__EXERCISE GOAL__: A single total is needed, the number of lines of this listing that contain the string "SensorDevice".
DATA FOR THIS TASK Start Marker
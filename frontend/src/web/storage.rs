//! 浏览器存储封装
//!
//! 直接使用 `web_sys::Storage`。存储不可用 (隐私模式、配额已满) 时
//! 读取返回 `None`，写入返回 `false`，不会 panic。

use barrest_shell::storage::KeyValueStore;

/// 两个存储层
#[derive(Debug, Clone, Copy, PartialEq, Eq)]
pub enum BrowserStorage {
    /// `localStorage`
    Local,
    /// `sessionStorage`，随标签页关闭而清空
    Session,
}

impl BrowserStorage {
    fn storage(&self) -> Option<web_sys::Storage> {
        let window = web_sys::window()?;
        match self {
            BrowserStorage::Local => window.local_storage().ok()?,
            BrowserStorage::Session => window.session_storage().ok()?,
        }
    }
}

impl KeyValueStore for BrowserStorage {
    fn get(&self, key: &str) -> Option<String> {
        self.storage()?.get_item(key).ok()?
    }

    fn set(&self, key: &str, value: &str) -> bool {
        self.storage()
            .and_then(|s| s.set_item(key, value).ok())
            .is_some()
    }

    fn delete(&self, key: &str) -> bool {
        self.storage()
            .and_then(|s| s.remove_item(key).ok())
            .is_some()
    }
}
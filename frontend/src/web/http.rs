//! HTTP 客户端
//!
//! 基于 `gloo-net` 实现核心的 `HttpClient`。每个请求绑定一个
//! `AbortController`：超时到期，或调用方在响应前丢弃了请求 future
//! (例如健康轮询的竞速超时)，底层 fetch 都会被中止。

use barrest_shell::request::{HttpClient, HttpError, HttpMethod, HttpRequest, HttpResponse};
use gloo_net::http::{Request, RequestBuilder};
use gloo_timers::callback::Timeout;
use tracing::debug;
use web_sys::{AbortController, AbortSignal};

#[derive(Debug, Clone, Copy, Default)]
pub struct BrowserHttpClient;

impl BrowserHttpClient {
    fn builder(req: &HttpRequest) -> RequestBuilder {
        let builder = match req.method {
            HttpMethod::Get => Request::get(&req.url),
            HttpMethod::Post => Request::post(&req.url),
            HttpMethod::Put => Request::put(&req.url),
            HttpMethod::Delete => Request::delete(&req.url),
        };
        req.headers
            .iter()
            .fold(builder, |builder, (key, value)| builder.header(key, value))
    }
}

/// 未完成即被 drop 时中止 fetch
struct AbortOnDrop {
    controller: AbortController,
    finished: bool,
}

impl AbortOnDrop {
    fn new() -> Result<Self, HttpError> {
        let controller =
            AbortController::new().map_err(|e| HttpError::RequestBuildFailed(format!("{:?}", e)))?;
        Ok(Self {
            controller,
            finished: false,
        })
    }

    fn signal(&self) -> AbortSignal {
        self.controller.signal()
    }

    fn finish(&mut self) {
        self.finished = true;
    }
}

impl Drop for AbortOnDrop {
    fn drop(&mut self) {
        if !self.finished {
            debug!("aborting unfinished fetch");
            self.controller.abort();
        }
    }
}

#[async_trait::async_trait(?Send)]
impl HttpClient for BrowserHttpClient {
    async fn send(&self, req: HttpRequest) -> Result<HttpResponse, HttpError> {
        let mut guard = AbortOnDrop::new()?;
        let signal = guard.signal();

        let builder = Self::builder(&req).abort_signal(Some(&signal));
        let request = match req.body.as_deref() {
            Some(body) => builder.body(body),
            None => builder.build(),
        }
        .map_err(|e| HttpError::RequestBuildFailed(e.to_string()))?;

        // drop 时自动取消定时器
        let _deadline = req.timeout.map(|timeout| {
            let controller = guard.controller.clone();
            Timeout::new(
                timeout.as_millis().min(u32::MAX as u128) as u32,
                move || controller.abort(),
            )
        });

        let failure = |fallback: HttpError| match req.timeout {
            Some(timeout) if signal.aborted() => HttpError::Timeout(timeout),
            _ => fallback,
        };

        let response = request
            .send()
            .await
            .map_err(|e| failure(HttpError::Network(e.to_string())))?;
        let status = response.status();
        let body = response
            .text()
            .await
            .map_err(|e| failure(HttpError::ResponseParseFailed(e.to_string())))?;
        guard.finish();

        debug!(method = req.method.as_str(), url = %req.url, status, "fetch finished");
        Ok(HttpResponse::new(status, body))
    }
}
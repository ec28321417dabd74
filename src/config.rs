//! ==============================================================================
//! config.rs - Node Configuration Loader
//! ==============================================================================
//!
//! purpose:
//!     defines the schema for `node.toml`.
//!     loads configuration from file or falls back to defaults.
//!
//! structure:
//!     - PollingConfig: period of each sensor manager.
//!     - PinsConfig: which pin / adc channel each sensor role is wired to.
//!     - MoistureConfig: probe thresholds, calibration and settling delay.
//!     - MotorConfig: switch or pwm motor, number of speed steps.
//!     - FailuresConfig: optional auto-disable of failing sensors.
//!     - ServerConfig / LoggingConfig.
//!
//! ==============================================================================

use crate::domain::{MoistureCalibration, MoistureThresholds};
use crate::error::ConfigError;
use crate::hal::{AdcChannel, PinId, MAX_ADC_CHANNEL, MAX_BCM_PIN};
use crate::motor::MotorKind;
use crate::sensors::DHT22_MIN_INTERVAL;
use anyhow::Context;
use serde::Deserialize;
use std::path::{Path, PathBuf};
use std::time::Duration;

/// Root configuration structure
#[derive(Debug, Default, Deserialize, Clone, PartialEq)]
pub struct NodeConfig {
    #[serde(default)]
    pub polling: PollingConfig,
    #[serde(default)]
    pub pins: PinsConfig,
    #[serde(default)]
    pub moisture: MoistureConfig,
    #[serde(default)]
    pub motor: MotorConfig,
    #[serde(default)]
    pub failures: FailuresConfig,
    #[serde(default)]
    pub server: ServerConfig,
    #[serde(default)]
    pub logging: LoggingConfig,
}

#[derive(Debug, Deserialize, Clone, PartialEq)]
#[serde(default)]
pub struct PollingConfig {
    pub moisture_period_ms: u64,
    /// slow-moving values; five minutes keeps well clear of the DHT22's
    /// two-second floor
    pub climate_period_ms: u64,
}

impl Default for PollingConfig {
    fn default() -> Self {
        Self {
            moisture_period_ms: 5000,
            climate_period_ms: 5 * 60 * 1000,
        }
    }
}

impl PollingConfig {
    pub fn moisture_period(&self) -> Duration {
        Duration::from_millis(self.moisture_period_ms)
    }

    pub fn climate_period(&self) -> Duration {
        Duration::from_millis(self.climate_period_ms)
    }
}

#[derive(Debug, Deserialize, Clone, PartialEq)]
#[serde(default)]
pub struct PinsConfig {
    pub dht: u8,
    pub soil_signal_channel: u8,
    pub soil_power: u8,
    pub status_led: u8,
    pub motor: u8,
}

impl Default for PinsConfig {
    fn default() -> Self {
        Self {
            dht: 4,
            soil_signal_channel: 0,
            soil_power: 22,
            status_led: 27,
            motor: 17,
        }
    }
}

impl PinsConfig {
    pub fn dht(&self) -> PinId {
        PinId(self.dht)
    }

    pub fn soil_signal(&self) -> AdcChannel {
        AdcChannel(self.soil_signal_channel)
    }

    pub fn soil_power(&self) -> PinId {
        PinId(self.soil_power)
    }

    pub fn status_led(&self) -> PinId {
        PinId(self.status_led)
    }

    pub fn motor(&self) -> PinId {
        PinId(self.motor)
    }
}

#[derive(Debug, Deserialize, Clone, PartialEq)]
#[serde(default)]
pub struct MoistureConfig {
    pub dry_threshold: u16,
    pub wet_threshold: u16,
    /// full-scale count of the adc (1023 for an MCP3008)
    pub adc_max: u16,
    pub settle_ms: u64,
    /// raw count mapped to 0 %
    pub dry_calibration: u16,
    /// raw count mapped to 100 %
    pub wet_calibration: u16,
}

impl Default for MoistureConfig {
    fn default() -> Self {
        Self {
            dry_threshold: MoistureThresholds::DEFAULT.dry,
            wet_threshold: MoistureThresholds::DEFAULT.wet,
            adc_max: 1023,
            settle_ms: 10,
            dry_calibration: 0,
            wet_calibration: 1023,
        }
    }
}

impl MoistureConfig {
    pub fn thresholds(&self) -> MoistureThresholds {
        MoistureThresholds {
            dry: self.dry_threshold,
            wet: self.wet_threshold,
        }
    }

    pub fn calibration(&self) -> MoistureCalibration {
        MoistureCalibration {
            dry: self.dry_calibration,
            wet: self.wet_calibration,
        }
    }

    pub fn settle(&self) -> Duration {
        Duration::from_millis(self.settle_ms)
    }
}

#[derive(Debug, Deserialize, Clone, PartialEq)]
#[serde(default)]
pub struct MotorConfig {
    pub kind: MotorKind,
    pub max_speed: u8,
}

impl Default for MotorConfig {
    fn default() -> Self {
        Self {
            kind: MotorKind::Switch,
            max_speed: 1,
        }
    }
}

#[derive(Debug, Deserialize, Clone, PartialEq, Default)]
pub struct FailuresConfig {
    #[serde(default)]
    pub disable_after: Option<u32>,
}

#[derive(Debug, Deserialize, Clone, PartialEq)]
#[serde(default)]
pub struct ServerConfig {
    pub bind: String,
}

impl Default for ServerConfig {
    fn default() -> Self {
        Self {
            bind: "0.0.0.0:3000".to_string(),
        }
    }
}

#[derive(Debug, Deserialize, Clone, PartialEq)]
#[serde(default)]
pub struct LoggingConfig {
    pub level: String,
    pub show_sensor_data: bool,
}

impl Default for LoggingConfig {
    fn default() -> Self {
        Self {
            level: "info".to_string(),
            show_sensor_data: true,
        }
    }
}

impl NodeConfig {
    /// Load configuration from file
    pub fn load<P: AsRef<Path>>(path: P) -> anyhow::Result<Self> {
        let content = std::fs::read_to_string(path.as_ref())
            .with_context(|| format!("failed to read config file {}", path.as_ref().display()))?;
        Self::parse(&content)
    }

    pub fn parse(content: &str) -> anyhow::Result<Self> {
        let config: NodeConfig = toml::from_str(content).context("failed to parse config")?;
        config.validate()?;
        Ok(config)
    }

    /// first existing `node.toml` in the usual places
    ///
    /// a file that exists but fails to parse or validate is an error for the
    /// caller: silently running with default pins could energise the wrong output.
    pub fn locate() -> Option<PathBuf> {
        [
            PathBuf::from("config").join("node.toml"),
            PathBuf::from("..").join("config").join("node.toml"),
        ]
        .into_iter()
        .find(|p| p.exists())
    }

    /// Load with default fallback; returns the file used, if any
    pub fn load_or_default() -> anyhow::Result<(Self, Option<PathBuf>)> {
        match Self::locate() {
            Some(path) => Ok((Self::load(&path)?, Some(path))),
            None => Ok((Self::default(), None)),
        }
    }

    /// check pin ranges, pin conflicts, thresholds and the DHT22 period floor
    pub fn validate(&self) -> Result<(), ConfigError> {
        let digital = [
            ("dht", self.pins.dht),
            ("soil_power", self.pins.soil_power),
            ("status_led", self.pins.status_led),
            ("motor", self.pins.motor),
        ];
        for (i, &(role, pin)) in digital.iter().enumerate() {
            if pin > MAX_BCM_PIN {
                return Err(ConfigError::InvalidPin {
                    role,
                    pin,
                    max: MAX_BCM_PIN,
                });
            }
            if let Some(&(first, _)) = digital[..i].iter().find(|(_, p)| *p == pin) {
                return Err(ConfigError::PinConflict {
                    pin,
                    first,
                    second: role,
                });
            }
        }
        if self.pins.soil_signal_channel > MAX_ADC_CHANNEL {
            return Err(ConfigError::InvalidPin {
                role: "soil_signal_channel",
                pin: self.pins.soil_signal_channel,
                max: MAX_ADC_CHANNEL,
            });
        }

        let m = &self.moisture;
        if m.dry_threshold >= m.wet_threshold || m.wet_threshold > m.adc_max {
            return Err(ConfigError::InvalidThresholds {
                dry: m.dry_threshold,
                wet: m.wet_threshold,
                adc_max: m.adc_max,
            });
        }
        if m.dry_calibration == m.wet_calibration {
            return Err(ConfigError::InvalidCalibration {
                dry: m.dry_calibration,
                wet: m.wet_calibration,
            });
        }

        if self.polling.moisture_period_ms == 0 {
            return Err(ConfigError::InvalidPeriod {
                manager: "moisture".into(),
            });
        }
        if self.polling.climate_period() < DHT22_MIN_INTERVAL {
            return Err(ConfigError::PollingTooFast {
                manager: "climate".into(),
                period_ms: self.polling.climate_period_ms,
                minimum_ms: DHT22_MIN_INTERVAL.as_millis() as u64,
            });
        }
        Ok(())
    }

    /// Log configuration summary
    pub fn print_summary(&self) {
        tracing::info!("┌─────────────────────────────────────────┐");
        tracing::info!("│           NODE CONFIGURATION            │");
        tracing::info!("├─────────────────────────────────────────┤");
        tracing::info!("│ Moisture poll: {}ms", self.polling.moisture_period_ms);
        tracing::info!("│ Climate poll: {}ms", self.polling.climate_period_ms);
        tracing::info!(
            "│ DHT22: {} | Probe: {} (power {})",
            self.pins.dht(),
            self.pins.soil_signal(),
            self.pins.soil_power()
        );
        tracing::info!(
            "│ Thresholds: dry<{} wet>{}",
            self.moisture.dry_threshold,
            self.moisture.wet_threshold
        );
        tracing::info!("│ Motor: {:?} on {}", self.motor.kind, self.pins.motor());
        tracing::info!("│ Server: {}", self.server.bind);
        tracing::info!("└─────────────────────────────────────────┘");
    }
}
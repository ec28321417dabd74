//! ==============================================================================
//! gpio.rs - Raspberry Pi hardware provider
//! ==============================================================================
//!
//! purpose:
//!     REAL pin access for the node, behind the `hardware` feature.
//!     - digital outputs (probe power, motor, status led) via rppal::gpio
//!     - analog inputs via an MCP3008 on SPI0 / CE0 (the Pi has no ADC)
//!     - the DHT22 via python's adafruit_dht in a subprocess
//!
//! why subprocess to python?:
//!     dht22 sensors require precise bit-banging timing (~microseconds).
//!     pure rust in userspace is unreliable due to lack of real-time guarantees.
//!     adafruit_dht handles this correctly with timing compensation and reports
//!     checksum failures, which we map onto HalError::Checksum.
//!
//! relationships:
//!     - implements: hal.rs (HardwareProvider)
//!     - used by: main.rs when built with --features hardware
//!
//! ==============================================================================

use crate::error::HalError;
use crate::hal::{AdcChannel, DhtFrame, HardwareProvider, Level, PinId, PinMode};
use rppal::gpio::{Gpio, OutputPin};
use rppal::spi::{Bus, Mode, SlaveSelect, Spi};
use std::collections::HashMap;
use std::process::Command;
use std::sync::Mutex;

/// software pwm carrier for the motor pin
const PWM_FREQUENCY_HZ: f64 = 200.0;

/// MCP3008 SPI clock
const ADC_CLOCK_HZ: u32 = 1_000_000;

pub struct RpiHal {
    gpio: Gpio,
    spi: Mutex<Spi>,
    outputs: Mutex<HashMap<PinId, OutputPin>>,
}

fn io<E: std::fmt::Display>(e: E) -> HalError {
    HalError::Io(e.to_string())
}

impl RpiHal {
    pub fn new() -> anyhow::Result<Self> {
        tracing::info!("Using REAL HARDWARE HAL (rppal)");
        let gpio = Gpio::new()?;
        let spi = Spi::new(Bus::Spi0, SlaveSelect::Ss0, ADC_CLOCK_HZ, Mode::Mode0)?;
        Ok(Self {
            gpio,
            spi: Mutex::new(spi),
            outputs: Mutex::new(HashMap::new()),
        })
    }
}

impl HardwareProvider for RpiHal {
    fn set_pin_mode(&self, pin: PinId, mode: PinMode) -> Result<(), HalError> {
        let mut outputs = self.outputs.lock().map_err(io)?;
        match mode {
            PinMode::Output => {
                // starts low so nothing is energised before the first write
                let out = self.gpio.get(pin.0).map_err(io)?.into_output_low();
                outputs.insert(pin, out);
            }
        }
        Ok(())
    }

    fn write_pin(&self, pin: PinId, level: Level) -> Result<(), HalError> {
        let mut outputs = self.outputs.lock().map_err(io)?;
        let out = outputs.get_mut(&pin).ok_or(HalError::Unconfigured(pin.0))?;
        match level {
            Level::High => out.set_high(),
            Level::Low => out.set_low(),
        }
        Ok(())
    }

    fn write_pwm(&self, pin: PinId, duty: f64) -> Result<(), HalError> {
        let mut outputs = self.outputs.lock().map_err(io)?;
        let out = outputs.get_mut(&pin).ok_or(HalError::Unconfigured(pin.0))?;
        if duty <= 0.0 {
            out.clear_pwm().map_err(io)?;
            out.set_low();
        } else {
            out.set_pwm_frequency(PWM_FREQUENCY_HZ, duty.min(1.0))
                .map_err(io)?;
        }
        Ok(())
    }

    fn read_analog(&self, channel: AdcChannel) -> Result<u16, HalError> {
        // single-ended conversion: start bit, SGL/DIFF + channel, padding
        let tx = [0x01, (0x08 | channel.0) << 4, 0x00];
        let mut rx = [0u8; 3];
        let spi = self.spi.lock().map_err(io)?;
        spi.transfer(&mut rx, &tx).map_err(io)?;
        Ok((((rx[1] & 0x03) as u16) << 8) | rx[2] as u16)
    }

    fn read_dht22(&self, pin: PinId) -> Result<DhtFrame, HalError> {
        let script = format!(
            r#"
import sys, json
try:
    import adafruit_dht, board
    dht = adafruit_dht.DHT22(board.D{}, use_pulseio=False)
    try:
        t, h = dht.temperature, dht.humidity
        print(json.dumps({{"t": t, "h": h}}) if t is not None and h is not None else "null")
    finally:
        dht.exit()
except Exception as e:
    print(str(e), file=sys.stderr)
    sys.exit(1)
"#,
            pin.0
        );

        let output = Command::new("python3")
            .args(["-c", &script])
            .output()
            .map_err(|e| HalError::Io(format!("failed to run python3: {}", e)))?;

        if !output.status.success() {
            let stderr = String::from_utf8_lossy(&output.stderr);
            return Err(if stderr.contains("Checksum") {
                HalError::Checksum
            } else if stderr.contains("timed out") || stderr.contains("full buffer") {
                HalError::Timeout
            } else {
                HalError::Io(stderr.trim().to_string())
            });
        }

        let stdout = String::from_utf8_lossy(&output.stdout);
        let stdout = stdout.trim();
        if stdout == "null" || stdout.is_empty() {
            return Err(HalError::Timeout);
        }

        let parsed: serde_json::Value = serde_json::from_str(stdout)
            .map_err(|e| HalError::Io(format!("json parse error: {} (got: {})", e, stdout)))?;
        let t = parsed["t"].as_f64().ok_or(HalError::Timeout)?;
        let h = parsed["h"].as_f64().ok_or(HalError::Timeout)?;

        Ok(DhtFrame {
            humidity_tenths: (h * 10.0).round() as u16,
            temperature_tenths: (t * 10.0).round() as i16,
        })
    }
}
use super::{Sample, SensorDevice};
use crate::domain::{Quantity, SensorReading};
use crate::error::SensorError;
use crate::hal::{HardwareProvider, PinId};
use std::sync::Arc;
use std::time::Duration;

/// DHT22 datasheet: at most one conversion every two seconds
pub const DHT22_MIN_INTERVAL: Duration = Duration::from_secs(2);

const TEMPERATURE_RANGE_TENTHS: std::ops::RangeInclusive<f32> = -400.0..=800.0;
const HUMIDITY_RANGE_TENTHS: std::ops::RangeInclusive<f32> = 0.0..=1000.0;

const QUANTITIES: &[Quantity] = &[Quantity::Temperature, Quantity::Humidity];

/// DHT22 temperature/humidity sensor on a single data pin.
///
/// The handshake itself is delegated to [`HardwareProvider::read_dht22`]; this
/// type only validates the decoded frame. Reads are never retried inline.
pub struct Dht22Sensor {
    label: String,
    pin: PinId,
    hal: Arc<dyn HardwareProvider>,
}

impl Dht22Sensor {
    pub fn new(pin: PinId, hal: Arc<dyn HardwareProvider>) -> Self {
        Self {
            label: format!("dht22-{}", pin),
            pin,
            hal,
        }
    }
}

fn check(quantity: Quantity, value: f32, range: &std::ops::RangeInclusive<f32>) -> Result<f32, SensorError> {
    if range.contains(&value) {
        Ok(value)
    } else {
        Err(SensorError::OutOfRange { quantity, value })
    }
}

impl SensorDevice for Dht22Sensor {
    fn label(&self) -> &str {
        &self.label
    }

    fn quantities(&self) -> &'static [Quantity] {
        QUANTITIES
    }

    fn min_sample_interval(&self) -> Duration {
        DHT22_MIN_INTERVAL
    }

    fn read(&mut self) -> Sample {
        let frame = match self.hal.read_dht22(self.pin) {
            Ok(frame) => frame,
            Err(e) => return Sample::failed(QUANTITIES, e.into()),
        };

        let decoded = check(
            Quantity::Temperature,
            frame.temperature_tenths as f32,
            &TEMPERATURE_RANGE_TENTHS,
        )
        .and_then(|t| {
            check(
                Quantity::Humidity,
                frame.humidity_tenths as f32,
                &HUMIDITY_RANGE_TENTHS,
            )
            .map(|h| (t, h))
        });

        match decoded {
            Ok((t, h)) => Sample::ok(vec![
                SensorReading::valid(Quantity::Temperature, t),
                SensorReading::valid(Quantity::Humidity, h),
            ]),
            Err(e) => Sample::failed(QUANTITIES, e),
        }
    }
}
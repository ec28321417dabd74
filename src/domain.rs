use serde::{Deserialize, Serialize};
use std::fmt;
use std::str::FromStr;
use std::time::Instant;

/// physical quantity a reading measures, in the sensor's native unit
#[derive(Debug, Clone, Copy, PartialEq, Eq, Hash, Serialize, Deserialize)]
#[serde(rename_all = "snake_case")]
pub enum Quantity {
    /// tenths of a degree celsius
    Temperature,
    /// tenths of a percent relative humidity
    Humidity,
    /// raw adc count
    SoilMoisture,
}

impl fmt::Display for Quantity {
    fn fmt(&self, f: &mut fmt::Formatter<'_>) -> fmt::Result {
        f.write_str(match self {
            Quantity::Temperature => "temperature",
            Quantity::Humidity => "humidity",
            Quantity::SoilMoisture => "soil moisture",
        })
    }
}

/// one sample from one sensor channel
#[derive(Debug, Clone, Copy, PartialEq)]
pub struct SensorReading {
    pub quantity: Quantity,
    /// measurement in the native unit of `quantity`
    pub value: f32,
    /// false if the read failed; never published
    pub valid: bool,
    /// monotonic acquisition time
    pub timestamp: Instant,
    /// soil classification, only present on valid soil moisture readings
    pub level: Option<MoistureLevel>,
}

impl SensorReading {
    pub fn valid(quantity: Quantity, value: f32) -> Self {
        Self {
            quantity,
            value,
            valid: true,
            timestamp: Instant::now(),
            level: None,
        }
    }

    pub fn invalid(quantity: Quantity) -> Self {
        Self {
            quantity,
            value: 0.0,
            valid: false,
            timestamp: Instant::now(),
            level: None,
        }
    }

    pub fn with_level(mut self, level: MoistureLevel) -> Self {
        self.level = Some(level);
        self
    }
}

/// soil state derived from the raw probe count
#[derive(Debug, Clone, Copy, PartialEq, Eq, Serialize)]
#[serde(rename_all = "UPPERCASE")]
pub enum MoistureLevel {
    Dry,
    Normal,
    Wet,
}

/// classification bounds for a resistive soil probe
#[derive(Debug, Clone, Copy, PartialEq, Eq)]
pub struct MoistureThresholds {
    /// counts strictly below this are DRY
    pub dry: u16,
    /// counts strictly above this are WET
    pub wet: u16,
}

impl MoistureThresholds {
    pub const DEFAULT: MoistureThresholds = MoistureThresholds { dry: 250, wet: 400 };

    pub fn classify(&self, raw: u16) -> MoistureLevel {
        if raw < self.dry {
            MoistureLevel::Dry
        } else if raw > self.wet {
            MoistureLevel::Wet
        } else {
            MoistureLevel::Normal
        }
    }
}

/// externally visible variables, named exactly as the web layer expects them
#[derive(Debug, Clone, Copy, PartialEq, Eq, Hash, Serialize, Deserialize)]
pub enum PublishedVariable {
    #[serde(rename = "Temperature_Fahrenheit")]
    TemperatureFahrenheit,
    #[serde(rename = "Humidity_Percentage")]
    HumidityPercentage,
    #[serde(rename = "Moisture_Percentage")]
    MoisturePercentage,
}

impl PublishedVariable {
    pub const ALL: [PublishedVariable; 3] = [
        PublishedVariable::TemperatureFahrenheit,
        PublishedVariable::HumidityPercentage,
        PublishedVariable::MoisturePercentage,
    ];

    pub const fn as_str(&self) -> &'static str {
        match self {
            PublishedVariable::TemperatureFahrenheit => "Temperature_Fahrenheit",
            PublishedVariable::HumidityPercentage => "Humidity_Percentage",
            PublishedVariable::MoisturePercentage => "Moisture_Percentage",
        }
    }

    pub(crate) const fn index(&self) -> usize {
        match self {
            PublishedVariable::TemperatureFahrenheit => 0,
            PublishedVariable::HumidityPercentage => 1,
            PublishedVariable::MoisturePercentage => 2,
        }
    }
}

impl fmt::Display for PublishedVariable {
    fn fmt(&self, f: &mut fmt::Formatter<'_>) -> fmt::Result {
        f.write_str(self.as_str())
    }
}

impl FromStr for PublishedVariable {
    type Err = ();

    fn from_str(s: &str) -> Result<Self, Self::Err> {
        PublishedVariable::ALL
            .into_iter()
            .find(|v| v.as_str() == s)
            .ok_or(())
    }
}

/// maps a raw probe count onto 0..=100 % between two calibration points
#[derive(Debug, Clone, Copy, PartialEq, Eq)]
pub struct MoistureCalibration {
    /// count read in completely dry soil (0 %)
    pub dry: u16,
    /// count read in saturated soil (100 %)
    pub wet: u16,
}

impl MoistureCalibration {
    pub fn percentage(&self, raw: f32) -> f32 {
        let span = self.wet as f32 - self.dry as f32;
        ((raw - self.dry as f32) * 100.0 / span).clamp(0.0, 100.0)
    }
}

/// convert a native-unit value into the float form of its published unit
///
/// rounding to the published integer happens after aggregation.
pub fn to_published_unit(
    quantity: Quantity,
    value: f32,
    calibration: &MoistureCalibration,
) -> f32 {
    match quantity {
        Quantity::Temperature => (value / 10.0) * 9.0 / 5.0 + 32.0,
        Quantity::Humidity => value / 10.0,
        Quantity::SoilMoisture => calibration.percentage(value),
    }
}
DATA FOR THIS TASK End Marker
__YOUR SOLUTION__: 2